Collected data:
········
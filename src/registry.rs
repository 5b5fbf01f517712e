use crate::component::Factory;
use crate::components::{ComponentFactory, Passthrough, Tag};
use crate::config::TopologyConfig;
use crate::error::{PipelineError, Result};
use crate::pipeline::PipelineBuilder;
use std::collections::HashMap;

type FactoryConstructor = Box<dyn Fn() -> Box<dyn Factory> + Send + Sync>;

/// Component implementations known by name.
///
/// A topology refers to components by these names; the registry turns each
/// entry into a fresh, configured factory.
pub struct Registry {
    constructors: HashMap<String, FactoryConstructor>,
}

impl Registry {
    /// Create a registry with the built-in components registered
    pub fn new() -> Self {
        let mut registry = Self::empty();
        registry.register("passthrough", || {
            Box::new(ComponentFactory::cloning("passthrough", Passthrough))
        });
        registry.register("tag", || {
            Box::new(
                ComponentFactory::new("tag", |_, attributes| {
                    let key = attributes.get("key").ok_or_else(|| {
                        PipelineError::Config("tag requires a 'key' attribute".to_string())
                    })?;
                    let value = attributes.get("value").cloned().unwrap_or_default();
                    Ok(Box::new(Tag::new(key.clone(), value)))
                })
                .accept_only(["key", "value"]),
            )
        });
        registry
    }

    /// Create a registry with nothing registered
    pub fn empty() -> Self {
        Self {
            constructors: HashMap::new(),
        }
    }

    /// Register (or replace) a component constructor
    pub fn register<F>(&mut self, name: impl Into<String>, constructor: F)
    where
        F: Fn() -> Box<dyn Factory> + Send + Sync + 'static,
    {
        self.constructors.insert(name.into(), Box::new(constructor));
    }

    /// Check if a component name is registered
    pub fn is_registered(&self, name: &str) -> bool {
        self.constructors.contains_key(name)
    }

    /// List all registered names, sorted
    pub fn list_components(&self) -> Vec<String> {
        let mut names: Vec<String> = self.constructors.keys().cloned().collect();
        names.sort();
        names
    }

    /// Create a factory and apply attributes to it
    pub fn create<'a, I>(&self, name: &str, attributes: I) -> Result<Box<dyn Factory>>
    where
        I: IntoIterator<Item = (&'a str, String)>,
    {
        let constructor = self
            .constructors
            .get(name)
            .ok_or_else(|| PipelineError::UnknownComponent(name.to_string()))?;

        let mut factory = constructor();
        for (attr, value) in attributes {
            factory.set_attribute(attr, &value)?;
        }
        Ok(factory)
    }

    /// Turn a topology into a builder holding one configured factory per stage
    pub fn build(&self, topology: &TopologyConfig) -> Result<PipelineBuilder> {
        let mut builder = PipelineBuilder::new().with_config(topology.pipeline.clone());
        for stage in &topology.stages {
            builder = builder.boxed_stage(self.create(&stage.component, stage.string_attributes())?);
        }
        Ok(builder)
    }
}

impl Default for Registry {
    fn default() -> Self {
        Self::new()
    }
}

#[cfg(test)]
mod tests {
    use super::*;
    use crate::components::ComponentFactory;

    #[test]
    fn test_builtins_registered() {
        let registry = Registry::new();
        assert_eq!(registry.list_components(), vec!["passthrough", "tag"]);
        assert!(Registry::empty().list_components().is_empty());
    }

    #[test]
    fn test_unknown_component() {
        let registry = Registry::new();
        let err = registry.create("nope", std::iter::empty()).err();
        assert!(matches!(err, Some(PipelineError::UnknownComponent(name)) if name == "nope"));
    }

    #[test]
    fn test_attributes_applied() {
        let registry = Registry::new();
        let factory = registry
            .create("passthrough", [("pool_size", "3".to_string())])
            .unwrap();
        assert_eq!(factory.pool_size(), 3);
        assert_eq!(factory.name(), "passthrough");
    }

    #[test]
    fn test_rejected_attribute() {
        let registry = Registry::new();
        let err = registry
            .create("tag", [("colour", "red".to_string())])
            .err();
        assert!(matches!(err, Some(PipelineError::Attribute { .. })));
    }

    #[test]
    fn test_custom_registration() {
        let mut registry = Registry::empty();
        registry.register("wide", || {
            Box::new(ComponentFactory::cloning("wide", Passthrough).with_pool_size(8))
        });
        assert!(registry.is_registered("wide"));
        let factory = registry.create("wide", std::iter::empty()).unwrap();
        assert_eq!(factory.pool_size(), 8);
    }

    #[test]
    fn test_build_from_topology() {
        let topology = TopologyConfig::from_json(
            r#"{"stages": [{"component": "tag", "attributes": {"key": "k"}}, {"component": "passthrough"}]}"#,
        )
        .unwrap();
        let pipeline = Registry::new().build(&topology).unwrap().build().unwrap();
        assert_eq!(pipeline.stage_names(), vec!["tag", "passthrough"]);
        pipeline.close().unwrap();
    }
}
········
▸ WHAT THIS TASK INVOLVES: Lines from the first one above through the line containing "name is registered" are to be retyped exactly, both included, and nothing more.

▸ ANSWER SECTION:
filename src/registry.rs
repository 5b5fbf01f517712e
use crate::component::Factory;
use crate::components::{ComponentFactory, Passthrough, Tag};
use crate::config::TopologyConfig;
use crate::error::{PipelineError, Result};
use crate::pipeline::PipelineBuilder;
use std::collections::HashMap;

type FactoryConstructor = Box<dyn Fn() -> Box<dyn Factory> + Send + Sync>;

/// Component implementations known by name.
///
/// A topology refers to components by these names; the registry turns each
/// entry into a fresh, configured factory.
pub struct Registry {
    constructors: HashMap<String, FactoryConstructor>,
}

impl Registry {
    /// Create a registry with the built-in components registered
    pub fn new() -> Self {
        let mut registry = Self::empty();
        registry.register("passthrough", || {
            Box::new(ComponentFactory::cloning("passthrough", Passthrough))
        });
        registry.register("tag", || {
            Box::new(
                ComponentFactory::new("tag", |_, attributes| {
                    let key = attributes.get("key").ok_or_else(|| {
                        PipelineError::Config("tag requires a 'key' attribute".to_string())
                    })?;
                    let value = attributes.get("value").cloned().unwrap_or_default();
                    Ok(Box::new(Tag::new(key.clone(), value)))
                })
                .accept_only(["key", "value"]),
            )
        });
        registry
    }

    /// Create a registry with nothing registered
    pub fn empty() -> Self {
        Self {
            constructors: HashMap::new(),
        }
    }

    /// Register (or replace) a component constructor
    pub fn register<F>(&mut self, name: impl Into<String>, constructor: F)
    where
        F: Fn() -> Box<dyn Factory> + Send + Sync + 'static,
    {
        self.constructors.insert(name.into(), Box::new(constructor));
    }

    /// Check if a component name is registered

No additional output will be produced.